Madison?
Madison stood somewhat at odds with most of the framers of the US constitution in believing that the government should by necessity control the governed. This is a flawed premise to start from, as it assumes that the government allows the governed to remain at its behest, when the opposite is and should be the case. The majority of the US founding fathers were of the opinion that the government should be subservient to the people, who would exert the necessary control over that government, removing the need for the government to control itself. This attitude works as long as your government is composed of people who believe that the government should serve the governed rather than control them.

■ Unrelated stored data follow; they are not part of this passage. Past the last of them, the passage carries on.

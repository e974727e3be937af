use std::path::PathBuf;

use clap::{ArgAction, Parser, Subcommand};
use tracing::{debug, warn};

use pim::commands::{self, AutoConfirm, Prompt, Session, StdinPrompt};
use pim::config::{self, Config, DEFAULT_REFRESH_INTERVAL_MS};
use pim::install::{ProcessInstaller, PythonOrgDownloader, RegistryInstalledVersions};
use pim::logging;
use pim::version::cache::CatalogCache;
use pim::version::error::CacheError;
use pim::version::feeds::GitHubTagFeed;
use pim::version::fetcher::CatalogFetcher;
use pim::version::service::CatalogService;

#[derive(Parser)]
#[command(name = "pim")]
#[command(version, about = "Install and update CPython with selected or latest versions")]
struct Cli {
    /// Config file (default: $XDG_CONFIG_HOME/pim/config.toml)
    #[arg(long, global = true)]
    config: Option<PathBuf>,

    /// Allow pre-release versions
    #[arg(short = 'p', long, global = true)]
    pre_release: bool,

    /// Install for all users
    #[arg(short = 'a', long, global = true)]
    all_user: bool,

    /// Install target directory
    #[arg(short = 't', long, global = true)]
    target_directory: Option<PathBuf>,

    /// Additional installer option, e.g. `-o CompileAll=1`
    #[arg(short = 'o', long = "additional-option", global = true, value_parser = parse_key_value)]
    additional_options: Vec<(String, String)>,

    /// Skip confirmation
    #[arg(short = 'f', long, global = true)]
    force: bool,

    /// Verbose output (repeat for more)
    #[arg(short = 'v', long, global = true, action = ArgAction::Count)]
    verbose: u8,

    #[command(subcommand)]
    command: Command,
}

#[derive(Subcommand)]
enum Command {
    #[command(flatten)]
    Session(SessionCommand),
    /// Delete the catalog cache and downloaded installers
    CleanCache,
}

/// Subcommands that need the catalog and the installer
#[derive(Subcommand)]
enum SessionCommand {
    /// Install a Python version
    Install {
        version: String,
        /// Install the latest version of the given MAJOR.MINOR line
        #[arg(short = 'l', long)]
        latest: bool,
    },
    /// Update an installed Python line to its latest release
    Update {
        #[arg(required_unless_present = "all", conflicts_with = "all")]
        version: Option<String>,
        /// Update every updatable line
        #[arg(short = 'A', long)]
        all: bool,
    },
    /// Uninstall the installed version of a MAJOR.MINOR line
    Uninstall { version: String },
    /// Show installed versions and available updates
    Status,
}

fn parse_key_value(input: &str) -> Result<(String, String), String> {
    match input.split_once('=') {
        Some((key, value)) if !key.is_empty() => Ok((key.to_string(), value.to_string())),
        _ => Err(format!("expected KEY=VALUE, got {:?}", input)),
    }
}

/// Flags only ever switch settings on; they never clear the config file's values
fn apply_overrides(mut config: Config, cli: &Cli) -> Config {
    config.allow_pre_release |= cli.pre_release;
    config.for_all_user |= cli.all_user;
    if let Some(dir) = &cli.target_directory {
        config.target_directory = Some(dir.clone());
    }
    for (key, value) in &cli.additional_options {
        config
            .additional_installer_options
            .insert(key.clone(), value.clone());
    }
    config
}

fn open_cache() -> Result<CatalogCache, CacheError> {
    CatalogCache::open(&config::catalog_db_path(), DEFAULT_REFRESH_INTERVAL_MS).or_else(|e| {
        warn!("Failed to open catalog cache, continuing without it: {}", e);
        CatalogCache::in_memory(DEFAULT_REFRESH_INTERVAL_MS)
    })
}

fn build_session(config: Config, force: bool) -> Result<Session, CacheError> {
    let feed = GitHubTagFeed::default().with_token(std::env::var("GITHUB_TOKEN").ok());
    let service = CatalogService::new(
        CatalogFetcher::new(Box::new(feed)),
        open_cache()?,
        config.allow_pre_release,
    );
    let prompt: Box<dyn Prompt> = if force {
        Box::new(AutoConfirm)
    } else {
        Box::new(StdinPrompt)
    };

    Ok(Session::new(
        config,
        service,
        Box::new(PythonOrgDownloader::default()),
        Box::new(ProcessInstaller),
        Box::new(RegistryInstalledVersions),
        prompt,
    ))
}

async fn run(command: SessionCommand, config: Config, force: bool) -> anyhow::Result<()> {
    let mut session = build_session(config, force)?;
    let mut out = std::io::stdout();

    match command {
        SessionCommand::Install { version, latest } => {
            session.install(&version, latest, &mut out).await?
        }
        SessionCommand::Update { all: true, .. } => session.update_all(&mut out).await?,
        SessionCommand::Update { version, .. } => {
            let version = version.unwrap_or_default();
            session.update(&version, &mut out).await?
        }
        SessionCommand::Uninstall { version } => session.uninstall(&version, &mut out).await?,
        SessionCommand::Status => session.status(&mut out).await?,
    }
    Ok(())
}

fn main() -> anyhow::Result<()> {
    let cli = Cli::parse();

    // The log file lives in the cache directory, which clean-cache deletes
    let log_dir = (!matches!(cli.command, Command::CleanCache)).then(config::cache_dir);
    let _guard = logging::init(cli.verbose, log_dir.as_deref());

    let config_path = cli.config.clone().unwrap_or_else(config::config_path);
    let config = apply_overrides(Config::load(&config_path)?, &cli);
    debug!("config: {:?}", config);

    match cli.command {
        Command::CleanCache => {
            Ok(commands::clean_cache(&config::cache_dir(), &mut std::io::stdout())?)
        }
        Command::Session(command) => tokio::runtime::Builder::new_current_thread()
            .enable_all()
            .build()?
            .block_on(run(command, config, cli.force)),
    }
}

The last century has seen a progressive move toward the Madison way of seeing things, placing the governed in a subservient position to the government. The end result is that people go into government believing they have the right to do whatever they want, and the consequence is Dubya (whom I once supported unconditionally), Clinton, Nixon, Blair, Brown, the EU... Stalin hitler pol pot mao the japanese empire and god knows what else.
Start from the correct premise, that the government stands and falls only by the will of the governed, STICK to that premise, and you will have a truly representative and just government. The mistake came in listening to people like Madison rather than reading the words of the US declaration of independence:
"We hold these truths to be self-evident, that all men are created equal, that they are endowed by their Creator with certain unalienable Rights, that among these are Life, Liberty and the pursuit of Happiness.
That to secure these rights, Governments are instituted among Men, deriving their just powers from the consent of the governed"
A government should make no assumption of an implicit right to control the governed. The reason we're facing all these intrusions into our private life is precisely because people listened to people like Madison and his assumption that the government should have that control.